- Armiger: House of Representatives of the Philippines
- Shield: Per pale azure and gules; a chief argent studded with three mullets equidistant from each other; and, in point of honour, ovoid argent over all the sun rayonnant with eight minor and lesser rays
- Other elements: 82 mullets Or encircling the whole

= Seal of the House of Representatives of the Philippines =

The seal of the House of Representatives of the Philippines is the seal officially adopted by the House of Representatives of the Philippines to authenticate certain official documents. The seal is of the Office of the House of Representatives and not to any members of the House including the speaker of the House.

==Description==
The earliest known version of a seal used by the Philippine House of Representatives was in 1950, when the Office of the President commissioned the Philippines Heraldry Committee to create a seal for the upper chamber of Congress. The seal featured an illustration of the Old Legislative Building with the words HOUSE OF REPRESENTATIVES PHILIPPINES and OFFICIAL SEAL below, encircled by a dark blue outer ring with 51 stars representing the number of provinces of the country at the time.

From the 1960s until the abolition of the bicameral Congress in 1972, the House used a seal consisting of the national coat of arms with the motto VOX POPULI VOX DEI below the scroll, a fasces on its left and right sides, and an open book with a gavel on top. The whole is surrounded by the words HOUSE OF REPRESENTATIVES at the upper portion of the outer ring, and sampaguita bud garlands at the lower half.
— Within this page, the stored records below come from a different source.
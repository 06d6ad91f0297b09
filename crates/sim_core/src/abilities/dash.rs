//! Dash: instantaneous additive boost with a ground-gated cooldown.

use super::Phase;
use crate::movement;
use crate::pawn::Pawn;
use data_runtime::configs::abilities::DashCfg;
use glam::Vec2;

#[derive(Debug, Clone, Copy, Default, PartialEq)]
pub struct DashState {
    pub phase: Phase,
    pub active_t: f32,
    pub cooldown_t: f32,
    /// An air dash holds its cooldown countdown until the next ground contact.
    pub pending_ground: bool,
}

impl DashState {
    /// Attempt a dash. The boost lands immediately; the short active window
    /// only shields the boosted velocity from ground friction.
    pub fn try_trigger(
        &mut self,
        cfg: &DashCfg,
        mov: Vec2,
        yaw: f32,
        grounded: bool,
        pawn: &mut Pawn,
    ) -> bool {
        if self.phase != Phase::Idle || self.cooldown_t > 0.0 {
            return false;
        }
        if mov.length() < cfg.min_input {
            return false;
        }
        let dir = movement::wish_dir(mov, yaw);
        if dir == Vec2::ZERO {
            return false;
        }
        // Additive, vertical untouched.
        pawn.vel_h += dir * cfg.boost;
        self.phase = Phase::Active;
        self.active_t = cfg.duration;
        self.pending_ground = !grounded;
        true
    }

    /// Advance timers. Runs every tick regardless of phase.
    pub fn tick(&mut self, cfg: &DashCfg, grounded: bool, dt: f32) {
        if grounded {
            self.pending_ground = false;
        }
        match self.phase {
            Phase::Active => {
                self.active_t -= dt;
                if self.active_t <= 0.0 {
                    // Boosted velocity is kept; only the phase moves on.
                    self.active_t = 0.0;
                    self.phase = Phase::Cooldown;
                    self.cooldown_t = cfg.cooldown;
                }
            }
            Phase::Cooldown => {
                if !self.pending_ground {
                    self.cooldown_t -= dt;
                    if self.cooldown_t <= 0.0 {
                        self.cooldown_t = 0.0;
                        self.phase = Phase::Idle;
                    }
                }
            }
            Phase::Idle => {}
        }
    }

    /// Preemption/death path: same exit as normal completion.
    pub fn cancel(&mut self, cfg: &DashCfg) {
        if self.phase == Phase::Active {
            self.active_t = 0.0;
            self.phase = Phase::Cooldown;
            self.cooldown_t = cfg.cooldown;
        }
    }
}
The current seal of the Philippine House of Representatives was adopted through House Resolution No. 233 on September 23, 2015. The seal consists of the coat of arms of the Philippines without the scroll and inscription in the center. A ring of stars encircles the coat of arms representing the number of provinces comprising the republic. The year "1907" is inscribed at the bottom of the coat of arms, representing the year the first Philippine Assembly was inaugurated. Before 2015, the year indicated on the seal was "1987", the year that the current form of the House of Representatives was established after the adoption of the 1987 Constitution. The heraldic charges of the American bald eagle and Spanish lion were also previously present.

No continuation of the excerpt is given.